## PROBLEM DESCRIPTION
Character for character, write out the data below.

## DATA SUPPLIED

----------------

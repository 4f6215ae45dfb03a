//! Turning the user's command string into a program and arguments.
//!
//! The command is split on whitespace. When the program is a script whose
//! extension has a configured interpreter (e.g. `train.py` -> `python`), the
//! interpreter is prepended.

use std::collections::BTreeMap;
use std::path::Path;

/// A resolved command line, ready to spawn.
#[derive(Debug, Clone, PartialEq, Eq)]
pub struct LaunchSpec {
    pub program: String,
    pub args: Vec<String>,
}

impl LaunchSpec {
    /// The full command line, for logging.
    pub fn display(&self) -> String {
        std::iter::once(self.program.as_str())
            .chain(self.args.iter().map(String::as_str))
            .collect::<Vec<_>>()
            .join(" ")
    }
}

/// Errors from resolving the command string.
#[derive(Debug, PartialEq, Eq)]
pub enum LaunchError {
    /// The command string has no program in it.
    Empty,
}

impl std::fmt::Display for LaunchError {
    fn fmt(&self, f: &mut std::fmt::Formatter<'_>) -> std::fmt::Result {
        match self {
            LaunchError::Empty => write!(f, "command is empty"),
        }
    }
}

impl std::error::Error for LaunchError {}

/// Default interpreter table: file extension -> interpreter program.
pub fn default_interpreters() -> BTreeMap<String, String> {
    BTreeMap::from([
        ("py".to_string(), "python".to_string()),
        ("sh".to_string(), "sh".to_string()),
    ])
}

/// Split `command` and prepend an interpreter when the program is a known script type.
pub fn resolve_command(
    command: &str,
    interpreters: &BTreeMap<String, String>,
) -> Result<LaunchSpec, LaunchError> {
    let mut parts: Vec<String> = command.split_whitespace().map(str::to_string).collect();
    if parts.is_empty() {
        return Err(LaunchError::Empty);
    }

    let extension = Path::new(&parts[0])
        .extension()
        .and_then(|e| e.to_str())
        .map(str::to_string);

    if let Some(interpreter) = extension.and_then(|ext| interpreters.get(&ext)) {
        tracing::debug!(%interpreter, script = %parts[0], "prepending interpreter");
        parts.insert(0, interpreter.clone());
    }

    let program = parts.remove(0);
    Ok(LaunchSpec {
        program,
        args: parts,
    })
}
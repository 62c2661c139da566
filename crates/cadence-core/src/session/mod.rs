//! # Learning Sessions
//!
//! A session is a bounded run of item presentations. It accepts a new item
//! only while fewer than [`UNRATED_LIMIT`] served items await a rating and
//! the size limit is not reached, and it finishes once as many items were
//! rated as the size limit allows.
//!
//! Sessions bound to a deck select from that deck; sessions without one
//! work from the user's review pool.

mod exercise;
mod progress;
mod state;

pub use exercise::{attach_exercise, exercise_type_for, ExerciseBuilder, PlainOnly};
pub use progress::{SessionProgress, SessionRequest};
pub use state::{
    Exercise, ExerciseType, SessionItem, SessionKind, SessionState, SessionStatus, UNRATED_LIMIT,
};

----------------

## ANSWER AREA
repository 4f6215ae45dfb03a
//! Turning the user's command string into a program and arguments.
//!
//! The command is split on whitespace. When the program is a script whose
//! extension has a configured interpreter (e.g. `train.py` -> `python`), the
//! interpreter is prepended.

use std::collections::BTreeMap;
use std::path::Path;

/// A resolved command line, ready to spawn.
#[derive(Debug, Clone, PartialEq, Eq)]
pub struct LaunchSpec {
    pub program: String,
    pub args: Vec<String>,
}

impl LaunchSpec {
    /// The full command line, for logging.
    pub fn display(&self) -> String {
        std::iter::once(self.program.as_str())
            .chain(self.args.iter().map(String::as_str))
            .collect::<Vec<_>>()
            .join(" ")
    }
}

/// Errors from resolving the command string.
#[derive(Debug, PartialEq, Eq)]
pub enum LaunchError {
    /// The command string has no program in it.
    Empty,
}

impl std::fmt::Display for LaunchError {
    fn fmt(&self, f: &mut std::fmt::Formatter<'_>) -> std::fmt::Result {
        match self {
            LaunchError::Empty => write!(f, "command is empty"),
        }
    }
}

impl std::error::Error for LaunchError {}

/// Default interpreter table: file extension -> interpreter program.
pub fn default_interpreters() -> BTreeMap<String, String> {
    BTreeMap::from([
        ("py".to_string(), "python".to_string()),
        ("sh".to_string(), "sh".to_string()),
    ])
}

/// Split `command` and prepend an interpreter when the program is a known script type.
pub fn resolve_command(
    command: &str,
    interpreters: &BTreeMap<String, String>,
) -> Result<LaunchSpec, LaunchError> {
    let mut parts: Vec<String> = command.split_whitespace().map(str::to_string).collect();
    if parts.is_empty() {
        return Err(LaunchError::Empty);
    }

    let extension = Path::new(&parts[0])
        .extension()
        .and_then(|e| e.to_str())
        .map(str::to_string);

    if let Some(interpreter) = extension.and_then(|ext| interpreters.get(&ext)) {
        tracing::debug!(%interpreter, script = %parts[0], "prepending interpreter");
        parts.insert(0, interpreter.clone());
    }

    let program = parts.remove(0);
    Ok(LaunchSpec {
        program,
        args: parts,
    })
}
repository 62c2661c139da566
filename crates/cadence-core/src/session/mod.rs
//! # Learning Sessions
//!
//! A session is a bounded run of item presentations. It accepts a new item
//! only while fewer than [`UNRATED_LIMIT`] served items await a rating and
//! the size limit is not reached, and it finishes once as many items were
//! rated as the size limit allows.
//!
//! Sessions bound to a deck select from that deck; sessions without one
//! work from the user's review pool.

mod exercise;
mod progress;
mod state;

pub use exercise::{attach_exercise, exercise_type_for, ExerciseBuilder, PlainOnly};
pub use progress::{SessionProgress, SessionRequest};
pub use state::{
    Exercise, ExerciseType, SessionItem, SessionKind, SessionState, SessionStatus, UNRATED_LIMIT,
};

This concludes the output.